Migrating Garoon codebase to PHP 7

(※注 冒頭のみ日本語訳を行いました。本編はベトナムメンバーによる英語の記事になります。)
Xin chào! Cybozu Vietnam で Garoon を開発している Huy Nguyen, Vien Tran, Long Huynh, Dieu Ho, Tai Vu, Anh Nguyen です。ベトナムメンバー初のCybozu Inside Outの投稿です。Garoon で PHP 7 への移行をした経験を記事にしました。

One year ago, Garoon developement team started to migrate the codebase of Cybozu Garoon to PHP 7. Garoon is a product with large codebase, formerly written in PHP 4 and then later migrated to PHP 5. The migration really was a challenge to the team, but it was worth doing because PHP 7 brought a host of improvements. One of the benefits is performance improvements. Benchmark of Garoon using PHP 7 showed a 33 percent of speed improvement compared to PHP 5.6.

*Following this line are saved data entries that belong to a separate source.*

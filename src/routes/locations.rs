use anyhow::Context;
use axum::{
    Json,
    extract::State,
    http::StatusCode,
    response::IntoResponse,
};
use futures::TryStreamExt;
use mongodb::bson::doc;
use serde::Deserialize;
use serde_json::json;
use utoipa::ToSchema;
use utoipa_axum::router::OpenApiRouter;

use crate::{app_error::AppError, app_state::AppState, models::DeliveryLocationDoc};

/// Defines the delivery-location routes.
pub fn routes_with_openapi() -> OpenApiRouter<AppState> {
    utoipa_axum::router::OpenApiRouter::new().nest(
        "/delivery-locations",
        OpenApiRouter::new()
            .routes(utoipa_axum::routes!(list_locations))
            .routes(utoipa_axum::routes!(create_location)),
    )
}

/// Fetch all delivery coverage areas.
#[utoipa::path(
    get,
    path = "/",
    tags = ["DeliveryLocations"],
    responses(
        (status = 200, description = "List all delivery locations", body = Vec<DeliveryLocationDoc>)
    )
)]
async fn list_locations(State(state): State<AppState>) -> Result<impl IntoResponse, AppError> {
    let locations: Vec<DeliveryLocationDoc> = state
        .delivery_locations()
        .find(doc! {})
        .await
        .context("Failed to get delivery locations")?
        .try_collect()
        .await
        .context("Failed to drain delivery locations cursor")?;

    Ok(Json(locations))
}

#[derive(Deserialize, ToSchema)]
#[serde(rename_all = "camelCase")]
pub struct CreateLocationReq {
    pub district: String,
    pub city: Option<String>,
    #[serde(default)]
    pub covered_areas: Vec<String>,
}

/// Add a delivery coverage area.
#[utoipa::path(
    post,
    path = "/",
    tags = ["DeliveryLocations"],
    request_body = CreateLocationReq,
    responses(
        (status = 201, description = "Delivery location added"),
        (status = 400, description = "District missing")
    )
)]
async fn create_location(
    State(state): State<AppState>,
    Json(body): Json<CreateLocationReq>,
) -> Result<impl IntoResponse, AppError> {
    if body.district.trim().is_empty() {
        return Err(AppError::BadRequest("District is required".into()));
    }

    let location = DeliveryLocationDoc {
        id: None,
        district: body.district,
        city: body.city,
        covered_areas: body.covered_areas,
    };

    let result = state
        .delivery_locations()
        .insert_one(&location)
        .await
        .context("Failed to create delivery location")?;

    Ok((
        StatusCode::CREATED,
        Json(json!({ "insertedId": result.inserted_id })),
    ))
}
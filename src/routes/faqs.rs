use anyhow::Context;
use axum::{
    Json,
    extract::State,
    http::StatusCode,
    response::IntoResponse,
};
use chrono::Utc;
use futures::TryStreamExt;
use mongodb::bson::doc;
use serde::Deserialize;
use serde_json::json;
use utoipa::ToSchema;
use utoipa_axum::router::OpenApiRouter;

use crate::{app_error::AppError, app_state::AppState, models::FaqDoc};

/// Defines the FAQ routes.
pub fn routes_with_openapi() -> OpenApiRouter<AppState> {
    utoipa_axum::router::OpenApiRouter::new().nest(
        "/faqs",
        OpenApiRouter::new()
            .routes(utoipa_axum::routes!(list_faqs))
            .routes(utoipa_axum::routes!(create_faq)),
    )
}

/// Fetch all FAQs.
#[utoipa::path(
    get,
    path = "/",
    tags = ["FAQs"],
    responses(
        (status = 200, description = "List all FAQs", body = Vec<FaqDoc>)
    )
)]
async fn list_faqs(State(state): State<AppState>) -> Result<impl IntoResponse, AppError> {
    let faqs: Vec<FaqDoc> = state
        .faqs()
        .find(doc! {})
        .await
        .context("Failed to get FAQs")?
        .try_collect()
        .await
        .context("Failed to drain FAQs cursor")?;

    Ok(Json(faqs))
}

#[derive(Deserialize, ToSchema)]
pub struct CreateFaqReq {
    pub question: String,
    pub answer: String,
}

/// Add an FAQ entry.
#[utoipa::path(
    post,
    path = "/",
    tags = ["FAQs"],
    request_body = CreateFaqReq,
    responses(
        (status = 201, description = "FAQ added"),
        (status = 400, description = "Question or answer missing")
    )
)]
async fn create_faq(
    State(state): State<AppState>,
    Json(body): Json<CreateFaqReq>,
) -> Result<impl IntoResponse, AppError> {
    if body.question.trim().is_empty() || body.answer.trim().is_empty() {
        return Err(AppError::BadRequest(
            "Question and answer are required".into(),
        ));
    }

    let faq = FaqDoc {
        id: None,
        question: body.question,
        answer: body.answer,
        created_at: Utc::now(),
    };

    let result = state
        .faqs()
        .insert_one(&faq)
        .await
        .context("Failed to create FAQ")?;

    Ok((
        StatusCode::CREATED,
        Json(json!({ "message": "FAQ added", "id": result.inserted_id })),
    ))
}
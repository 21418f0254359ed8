use anyhow::Result;

pub(crate) const DEFAULT_JWT_SECRET: &str = "medimart-dev-secret";

#[derive(Debug, Clone)]
pub struct AppConfig {
    pub port: u16,
    pub database: DatabaseConfig,
    /// HS256 secret for bearer-token verification.
    pub jwt_secret: String,
    pub stripe_secret_key: String,
}

#[derive(Debug, Clone)]
pub struct DatabaseConfig {
    /// MongoDB connection string.
    pub uri: String,
    pub name: String,
}

/// Load configuration from the environment. Values fall back to local-dev
/// defaults; the payment-gateway key has no default and is empty when unset,
/// which makes intent creation fail loudly at the gateway rather than here.
pub fn load() -> Result<AppConfig> {
    let port = std::env::var("PORT")
        .ok()
        .and_then(|p| p.parse().ok())
        .unwrap_or(5000);

    let uri = std::env::var("MONGODB_URI").unwrap_or("mongodb://localhost:27017".to_string());
    let name = std::env::var("MONGODB_DB").unwrap_or("medicineDB".to_string());

    let jwt_secret = std::env::var("JWT_SECRET").unwrap_or(DEFAULT_JWT_SECRET.to_string());

    let stripe_secret_key = std::env::var("PAYMENT_GATEWAY_KEY").unwrap_or_default();
    if stripe_secret_key.is_empty() {
        tracing::warn!("PAYMENT_GATEWAY_KEY is not set; payment-intent creation will fail");
    }

    Ok(AppConfig {
        port,
        database: DatabaseConfig { uri, name },
        jwt_secret,
        stripe_secret_key,
    })
}
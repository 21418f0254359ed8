use anyhow::Context;
use axum::{
    Json,
    extract::State,
    http::StatusCode,
    response::IntoResponse,
};
use chrono::Utc;
use mongodb::bson::doc;
use serde::Deserialize;
use serde_json::json;
use utoipa::ToSchema;
use utoipa_axum::router::OpenApiRouter;

use crate::{app_error::AppError, app_state::AppState, models::SubscriberDoc};

/// Defines the newsletter routes.
pub fn routes_with_openapi() -> OpenApiRouter<AppState> {
    utoipa_axum::router::OpenApiRouter::new().nest(
        "/newsletter",
        OpenApiRouter::new().routes(utoipa_axum::routes!(subscribe)),
    )
}

#[derive(Deserialize, ToSchema)]
pub struct SubscribeReq {
    pub email: String,
}

/// Subscribe an email to the newsletter. Duplicate subscriptions are
/// rejected rather than silently accepted.
#[utoipa::path(
    post,
    path = "/subscribe",
    tags = ["Newsletter"],
    request_body = SubscribeReq,
    responses(
        (status = 201, description = "Subscribed"),
        (status = 400, description = "Email missing or already subscribed")
    )
)]
async fn subscribe(
    State(state): State<AppState>,
    Json(body): Json<SubscribeReq>,
) -> Result<impl IntoResponse, AppError> {
    if body.email.trim().is_empty() {
        return Err(AppError::BadRequest("Email is required".into()));
    }

    let subscribers = state.subscribers();
    let existing = subscribers
        .find_one(doc! { "email": &body.email })
        .await
        .context("Failed to look up subscriber")?;
    if existing.is_some() {
        return Err(AppError::BadRequest("Email already subscribed".into()));
    }

    subscribers
        .insert_one(&SubscriberDoc {
            id: None,
            email: body.email,
            created_at: Utc::now(),
        })
        .await
        .context("Failed to create subscriber")?;

    Ok((
        StatusCode::CREATED,
        Json(json!({ "message": "Subscribed successfully" })),
    ))
}
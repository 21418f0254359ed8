use anyhow::Context;
use axum::{
    Json,
    extract::State,
    http::StatusCode,
    response::IntoResponse,
};
use chrono::Utc;
use futures::TryStreamExt;
use mongodb::bson::doc;
use serde::Deserialize;
use serde_json::json;
use utoipa::ToSchema;
use utoipa_axum::router::OpenApiRouter;

use crate::{app_error::AppError, app_state::AppState, models::ReviewDoc};

/// Defines the review routes.
pub fn routes_with_openapi() -> OpenApiRouter<AppState> {
    utoipa_axum::router::OpenApiRouter::new().nest(
        "/reviews",
        OpenApiRouter::new()
            .routes(utoipa_axum::routes!(create_review))
            .routes(utoipa_axum::routes!(list_reviews)),
    )
}

#[derive(Deserialize, ToSchema)]
#[serde(rename_all = "camelCase")]
pub struct CreateReviewReq {
    pub user_email: String,
    pub user_name: Option<String>,
    pub rating: i32,
    pub comment: String,
}

fn rating_in_range(rating: i32) -> bool {
    (1..=5).contains(&rating)
}

/// Post a review.
#[utoipa::path(
    post,
    path = "/",
    tags = ["Reviews"],
    request_body = CreateReviewReq,
    responses(
        (status = 201, description = "Review posted"),
        (status = 400, description = "Rating out of range or comment missing")
    )
)]
async fn create_review(
    State(state): State<AppState>,
    Json(body): Json<CreateReviewReq>,
) -> Result<impl IntoResponse, AppError> {
    if !rating_in_range(body.rating) {
        return Err(AppError::BadRequest("Rating must be between 1 and 5".into()));
    }
    if body.user_email.trim().is_empty() || body.comment.trim().is_empty() {
        return Err(AppError::BadRequest(
            "userEmail and comment are required".into(),
        ));
    }

    let review = ReviewDoc {
        id: None,
        user_email: body.user_email,
        user_name: body.user_name,
        rating: body.rating,
        comment: body.comment,
        created_at: Utc::now(),
    };

    let result = state
        .reviews()
        .insert_one(&review)
        .await
        .context("Failed to create review")?;

    Ok((
        StatusCode::CREATED,
        Json(json!({ "insertedId": result.inserted_id })),
    ))
}

/// Fetch all reviews, newest first.
#[utoipa::path(
    get,
    path = "/",
    tags = ["Reviews"],
    responses(
        (status = 200, description = "List all reviews", body = Vec<ReviewDoc>)
    )
)]
async fn list_reviews(State(state): State<AppState>) -> Result<impl IntoResponse, AppError> {
    let reviews: Vec<ReviewDoc> = state
        .reviews()
        .find(doc! {})
        .sort(doc! { "createdAt": -1 })
        .await
        .context("Failed to get reviews")?
        .try_collect()
        .await
        .context("Failed to drain reviews cursor")?;

    Ok(Json(reviews))
}

#[cfg(test)]
mod tests {
    use super::*;

    #[test]
    fn ratings_outside_one_to_five_are_invalid() {
        assert!(!rating_in_range(0));
        assert!(!rating_in_range(6));
        assert!(!rating_in_range(-1));
        assert!(rating_in_range(1));
        assert!(rating_in_range(5));
    }
}
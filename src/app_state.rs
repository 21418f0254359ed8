use std::sync::Arc;

use anyhow::{Context, Result};
use mongodb::{Client, Collection, Database, bson::doc};

use crate::{
    config::AppConfig,
    models::{
        AdvertisementDoc, CartItemDoc, CategoryDoc, DeliveryLocationDoc, FaqDoc, MedicineDoc,
        OrderDoc, PaymentDoc, ReviewDoc, SubscriberDoc, UserDoc,
    },
};

/// Shared application state: one database handle opened at startup and held
/// for the process lifetime (never explicitly closed), plus the shared HTTP
/// client for outbound gateway calls.
#[derive(Clone)]
pub struct AppState {
    pub db: Database,
    pub http_client: reqwest::Client,
    pub config: Arc<AppConfig>,
}

impl AppState {
    pub async fn init(config: AppConfig) -> Result<Self> {
        let client = Client::with_uri_str(&config.database.uri)
            .await
            .context("Failed to create MongoDB client")?;

        client
            .database("admin")
            .run_command(doc! { "ping": 1 })
            .await
            .context("Failed to ping MongoDB")?;
        tracing::info!("Connected to MongoDB successfully");

        Ok(Self {
            db: client.database(&config.database.name),
            http_client: reqwest::Client::new(),
            config: Arc::new(config),
        })
    }

    // Collection accessors. Pure handles; no validation happens at this
    // layer, callers validate before querying.

    pub fn users(&self) -> Collection<UserDoc> {
        self.db.collection("users")
    }

    pub fn medicines(&self) -> Collection<MedicineDoc> {
        self.db.collection("medicines")
    }

    pub fn categories(&self) -> Collection<CategoryDoc> {
        self.db.collection("categories")
    }

    pub fn advertisements(&self) -> Collection<AdvertisementDoc> {
        self.db.collection("advertisements")
    }

    pub fn payments(&self) -> Collection<PaymentDoc> {
        self.db.collection("payments")
    }

    pub fn carts(&self) -> Collection<CartItemDoc> {
        self.db.collection("carts")
    }

    pub fn orders(&self) -> Collection<OrderDoc> {
        self.db.collection("orders")
    }

    pub fn reviews(&self) -> Collection<ReviewDoc> {
        self.db.collection("reviews")
    }

    pub fn faqs(&self) -> Collection<FaqDoc> {
        self.db.collection("faqs")
    }

    pub fn subscribers(&self) -> Collection<SubscriberDoc> {
        self.db.collection("subscribers")
    }

    pub fn delivery_locations(&self) -> Collection<DeliveryLocationDoc> {
        self.db.collection("deliveryLocations")
    }
}
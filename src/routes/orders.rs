use anyhow::Context;
use axum::{
    Json,
    extract::{Path, State},
    http::StatusCode,
    response::IntoResponse,
};
use chrono::Utc;
use futures::TryStreamExt;
use mongodb::bson::doc;
use serde::Deserialize;
use serde_json::json;
use utoipa::ToSchema;
use utoipa_axum::router::OpenApiRouter;

use crate::{
    app_error::AppError,
    app_state::AppState,
    models::{LineItem, OrderDoc},
};

/// Defines the order routes.
pub fn routes_with_openapi() -> OpenApiRouter<AppState> {
    utoipa_axum::router::OpenApiRouter::new().nest(
        "/orders",
        OpenApiRouter::new()
            .routes(utoipa_axum::routes!(create_order))
            .routes(utoipa_axum::routes!(buyer_orders)),
    )
}

#[derive(Deserialize, ToSchema)]
#[serde(rename_all = "camelCase")]
pub struct CreateOrderReq {
    pub buyer_email: String,
    #[serde(default)]
    pub cart_items: Vec<LineItem>,
    pub total_price: Option<f64>,
}

/// Record an order.
#[utoipa::path(
    post,
    path = "/",
    tags = ["Orders"],
    request_body = CreateOrderReq,
    responses(
        (status = 201, description = "Order recorded"),
        (status = 400, description = "Buyer email missing")
    )
)]
async fn create_order(
    State(state): State<AppState>,
    Json(body): Json<CreateOrderReq>,
) -> Result<impl IntoResponse, AppError> {
    if body.buyer_email.trim().is_empty() {
        return Err(AppError::BadRequest("buyerEmail is required".into()));
    }

    let order = OrderDoc {
        id: None,
        buyer_email: body.buyer_email,
        cart_items: body.cart_items,
        total_price: body.total_price.unwrap_or(0.0),
        status: "pending".to_string(),
        date: Utc::now(),
    };

    let result = state
        .orders()
        .insert_one(&order)
        .await
        .context("Failed to create order")?;

    Ok((
        StatusCode::CREATED,
        Json(json!({ "insertedId": result.inserted_id })),
    ))
}

/// Fetch a buyer's orders, newest first.
#[utoipa::path(
    get,
    path = "/{email}",
    tags = ["Orders"],
    params(
        ("email" = String, Path, description = "Buyer email")
    ),
    responses(
        (status = 200, description = "The buyer's orders", body = Vec<OrderDoc>)
    )
)]
async fn buyer_orders(
    Path(email): Path<String>,
    State(state): State<AppState>,
) -> Result<impl IntoResponse, AppError> {
    let orders: Vec<OrderDoc> = state
        .orders()
        .find(doc! { "buyerEmail": &email })
        .sort(doc! { "date": -1 })
        .await
        .context("Failed to get orders")?
        .try_collect()
        .await
        .context("Failed to drain orders cursor")?;

    Ok(Json(orders))
}
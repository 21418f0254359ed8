use anyhow::Context;
use axum::{
    Json,
    extract::{Path, State},
    http::StatusCode,
    response::IntoResponse,
};
use futures::TryStreamExt;
use mongodb::bson::{Document, doc, oid::ObjectId};
use serde::{Deserialize, Serialize};
use serde_json::json;
use utoipa::ToSchema;
use utoipa_axum::router::OpenApiRouter;

use crate::{
    app_error::{AppError, StdResponse},
    app_state::AppState,
    middleware,
    models::CategoryDoc,
};

/// Defines all category routes. Creation requires a verified bearer token.
pub fn routes_with_openapi() -> OpenApiRouter<AppState> {
    let public = OpenApiRouter::new()
        .routes(utoipa_axum::routes!(list_categories))
        .routes(utoipa_axum::routes!(categories_with_count))
        .routes(utoipa_axum::routes!(update_category))
        .routes(utoipa_axum::routes!(delete_category));

    let protected = OpenApiRouter::new()
        .routes(utoipa_axum::routes!(create_category))
        .route_layer(axum::middleware::from_fn(middleware::verify_token));

    utoipa_axum::router::OpenApiRouter::new().nest("/categories", public.merge(protected))
}

/// Anchored, case-insensitive equality filter for a string field. Medicines
/// reference their category by name with inconsistent casing, so every
/// category-by-name lookup goes through this.
pub(crate) fn case_insensitive_eq(value: &str) -> Document {
    let mut escaped = String::with_capacity(value.len());
    for c in value.chars() {
        if "\\.+*?()|[]{}^$".contains(c) {
            escaped.push('\\');
        }
        escaped.push(c);
    }
    doc! { "$regex": format!("^{escaped}$"), "$options": "i" }
}

/// Fetch all categories.
#[utoipa::path(
    get,
    path = "/",
    tags = ["Categories"],
    responses(
        (status = 200, description = "List all categories", body = Vec<CategoryDoc>)
    )
)]
async fn list_categories(State(state): State<AppState>) -> Result<impl IntoResponse, AppError> {
    let categories: Vec<CategoryDoc> = state
        .categories()
        .find(doc! {})
        .await
        .context("Failed to get categories")?
        .try_collect()
        .await
        .context("Failed to drain categories cursor")?;

    Ok(Json(categories))
}

#[derive(Serialize, ToSchema)]
#[serde(rename_all = "camelCase")]
pub struct CategoryWithCount {
    #[serde(flatten)]
    pub category: CategoryDoc,
    pub medicine_count: u64,
}

/// Fetch all categories annotated with the live number of medicines
/// referencing each one (case-insensitive name match).
#[utoipa::path(
    get,
    path = "/with-count",
    tags = ["Categories"],
    responses(
        (status = 200, description = "Categories with live medicine counts", body = Vec<CategoryWithCount>)
    )
)]
async fn categories_with_count(
    State(state): State<AppState>,
) -> Result<impl IntoResponse, AppError> {
    let categories: Vec<CategoryDoc> = state
        .categories()
        .find(doc! {})
        .await
        .context("Failed to get categories")?
        .try_collect()
        .await
        .context("Failed to drain categories cursor")?;

    let medicines = state.medicines();
    let mut annotated = Vec::with_capacity(categories.len());
    for category in categories {
        let medicine_count = medicines
            .count_documents(doc! { "category": case_insensitive_eq(&category.category_name) })
            .await
            .context("Failed to count medicines for category")?;
        annotated.push(CategoryWithCount {
            category,
            medicine_count,
        });
    }

    Ok(Json(annotated))
}

#[derive(Deserialize, ToSchema)]
#[serde(rename_all = "camelCase")]
pub struct CreateCategoryReq {
    pub category_name: String,
    pub image: Option<String>,
}

/// Add a category.
#[utoipa::path(
    post,
    path = "/",
    tags = ["Categories"],
    security(("bearerAuth" = [])),
    request_body = CreateCategoryReq,
    responses(
        (status = 201, description = "Category created"),
        (status = 400, description = "Category name missing")
    )
)]
async fn create_category(
    State(state): State<AppState>,
    Json(body): Json<CreateCategoryReq>,
) -> Result<impl IntoResponse, AppError> {
    if body.category_name.trim().is_empty() {
        return Err(AppError::BadRequest("categoryName is required".into()));
    }

    let category = CategoryDoc {
        id: None,
        category_name: body.category_name,
        image: body.image,
    };
    let result = state
        .categories()
        .insert_one(&category)
        .await
        .context("Failed to create category")?;

    Ok((
        StatusCode::CREATED,
        Json(json!({ "insertedId": result.inserted_id })),
    ))
}

#[derive(Deserialize, ToSchema)]
#[serde(rename_all = "camelCase")]
pub struct UpdateCategoryReq {
    pub category_name: Option<String>,
    pub image: Option<String>,
}

/// Update a category. Renaming cascades to medicines: every medicine whose
/// `category` matches the old name case-insensitively is rewritten to the
/// lower-cased new name. The two writes are not transactional; if the
/// medicine rewrite fails after the category update succeeded, the response
/// reports the partial application and asks the caller to retry the rename
/// (the cascade is idempotent, re-running it is safe).
#[utoipa::path(
    patch,
    path = "/{id}",
    tags = ["Categories"],
    params(
        ("id" = String, Path, description = "Id of the category to update")
    ),
    request_body = UpdateCategoryReq,
    responses(
        (status = 200, description = "Category updated, rename cascaded", body = StdResponse<String, String>),
        (status = 400, description = "Empty patch or malformed id"),
        (status = 404, description = "Unknown id")
    )
)]
async fn update_category(
    Path(id): Path<String>,
    State(state): State<AppState>,
    Json(body): Json<UpdateCategoryReq>,
) -> Result<impl IntoResponse, AppError> {
    let oid = ObjectId::parse_str(&id)
        .map_err(|_| AppError::BadRequest("Invalid category id".into()))?;

    let categories = state.categories();
    let existing = categories
        .find_one(doc! { "_id": oid })
        .await
        .context("Failed to get category")?
        .ok_or(AppError::NotFound)?;

    let mut update = Document::new();
    if let Some(name) = &body.category_name {
        if name.trim().is_empty() {
            return Err(AppError::BadRequest("categoryName must not be empty".into()));
        }
        update.insert("categoryName", name.as_str());
    }
    if let Some(image) = &body.image {
        update.insert("image", image.as_str());
    }
    if update.is_empty() {
        return Err(AppError::BadRequest("No fields to update".into()));
    }

    categories
        .update_one(doc! { "_id": oid }, doc! { "$set": update })
        .await
        .context("Failed to update category")?;

    if let Some(new_name) = &body.category_name {
        if *new_name != existing.category_name {
            let lowered = new_name.to_lowercase();
            let cascade = state
                .medicines()
                .update_many(
                    doc! { "category": case_insensitive_eq(&existing.category_name) },
                    doc! { "$set": { "category": &lowered } },
                )
                .await;

            match cascade {
                Ok(result) => tracing::info!(
                    old = existing.category_name,
                    new = lowered,
                    modified = result.modified_count,
                    "Cascaded category rename to medicines"
                ),
                Err(err) => {
                    tracing::error!(
                        old = existing.category_name,
                        new = lowered,
                        "Category renamed but medicine rewrite failed: {err}"
                    );
                    return Err(AppError::Other(anyhow::anyhow!(
                        "Category was renamed but rewriting referencing medicines failed; retry the rename"
                    )));
                }
            }
        }
    }

    Ok(StdResponse {
        data: None::<String>,
        message: Some("Category updated successfully"),
    })
}

/// Remove a category by id. Medicines referencing it keep their now-dangling
/// category string; references are informational, not foreign keys.
#[utoipa::path(
    delete,
    path = "/{id}",
    tags = ["Categories"],
    params(
        ("id" = String, Path, description = "Id of the category to delete")
    ),
    responses(
        (status = 200, description = "Category deleted", body = StdResponse<String, String>),
        (status = 404, description = "Unknown id")
    )
)]
async fn delete_category(
    Path(id): Path<String>,
    State(state): State<AppState>,
) -> Result<impl IntoResponse, AppError> {
    let oid = ObjectId::parse_str(&id)
        .map_err(|_| AppError::BadRequest("Invalid category id".into()))?;

    let result = state
        .categories()
        .delete_one(doc! { "_id": oid })
        .await
        .context("Failed to delete category")?;

    if result.deleted_count == 0 {
        return Err(AppError::NotFound);
    }

    Ok(StdResponse {
        data: None::<String>,
        message: Some("Category deleted successfully"),
    })
}

#[cfg(test)]
mod tests {
    use super::*;

    #[test]
    fn exact_match_filter_is_anchored_and_case_insensitive() {
        let filter = case_insensitive_eq("Pain Relief");
        assert_eq!(filter.get_str("$regex").unwrap(), "^Pain Relief$");
        assert_eq!(filter.get_str("$options").unwrap(), "i");
    }

    #[test]
    fn regex_metacharacters_are_escaped() {
        let filter = case_insensitive_eq("Vitamins (A+B)");
        assert_eq!(filter.get_str("$regex").unwrap(), r"^Vitamins \(A\+B\)$");
    }
}
use anyhow::Result;
use axum::{Router, routing};
use medimart_server::{app_state::AppState, config, middleware, routes, swagger};
use tower_http::{cors::CorsLayer, trace::TraceLayer};

#[tokio::main]
async fn main() -> Result<()> {
    tracing_subscriber::fmt().init();
    dotenvy::dotenv().ok();

    let config = config::load()?;
    let port = config.port;
    middleware::init(&config.jwt_secret);

    tracing::info!("Connecting to the database...");
    let state = AppState::init(config).await?;

    let routes = routes::users::routes_with_openapi()
        .merge(routes::medicines::routes_with_openapi())
        .merge(routes::categories::routes_with_openapi())
        .merge(routes::advertisements::routes_with_openapi())
        .merge(routes::payments::routes_with_openapi())
        .merge(routes::carts::routes_with_openapi())
        .merge(routes::orders::routes_with_openapi())
        .merge(routes::reviews::routes_with_openapi())
        .merge(routes::faqs::routes_with_openapi())
        .merge(routes::newsletter::routes_with_openapi())
        .merge(routes::locations::routes_with_openapi());

    let mut openapi = routes.get_openapi().clone();
    openapi.info = utoipa::openapi::InfoBuilder::new()
        .title("MediMart API")
        .version("1.0.0")
        .build();
    let swagger_ui = swagger::create_swagger_ui(openapi)?;

    let app = Router::new()
        .merge(routes)
        .merge(swagger_ui)
        .route("/", routing::get(health))
        .layer(TraceLayer::new_for_http())
        .layer(CorsLayer::permissive())
        .with_state(state);

    let listener = tokio::net::TcpListener::bind(("0.0.0.0", port)).await?;
    tracing::info!("MediMart server running on port {port}");
    axum::serve(listener, app).await?;
    Ok(())
}

async fn health() -> &'static str {
    "Medicine E-commerce Server is Running"
}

And also, active support of PHP 5.6 ended on 19 Jan 2017 according to php.net. Source: http://php.net/supported-versions.php

In this post, I will share things that the Garoon development team met and show you the way we migrated the codebase to PHP 7.

Tools to check incompatible changes

When we upgraded our code from PHP 5 to PHP 7, we had to check our codebase for all the “backward incompatible changes” to make sure our codebase could be successfully interpreted in PHP 7. There are some tools that help you scan your code through and point you out which code needs to be fixed in order to be able to run in PHP 7, among which are Phan and Lint.

Phan

Phan is a static analyzer for PHP. It’s licensed under the MIT License.

Prepare the environment

You have to prepare a CentOS machine, with PHP 7 installed. Then install composer running the code below:

curl \-sS https://getcomposer.org/installer \| php \-\- \--install-dir=/usr/local/bin \--filename=composer

Install Phan and the php-ast extension

First, clone the source code of php-ast:

git clone https://github.com/nikic/php-ast.git

Next, build the php-ast extension and then add it to php. Run each line of the code below in turn:

cd php-ast
phpize
./configure
make install
echo 'extension=ast.so' > /etc/php.ini

Then, install Phan, and run through the code below:

git clone https://github.com/etsy/phan.git
cd phan
composer install
./test
ln \-s /phan/phan /usr/local/bin/phan

Run Phan to check backward incompatible changes

We created a bash file (e.g., testPhan.sh) with the content like the following:

COMMAND="phan \--backward-compatibility-checks \--ignore-undeclared \--quick"
find /repo/source \-type f \-regex '.*\.\(php\)' \-print0 \| xargs \-0 \-n1 \-P 1 \-I % bash \-c "$COMMAND % "

You can change the path to the soure code by changing “/repo/source”. Then run:

sh testPhan.sh

Lint

Lint is a command line option provided by PHP, which is used to check PHP syntax.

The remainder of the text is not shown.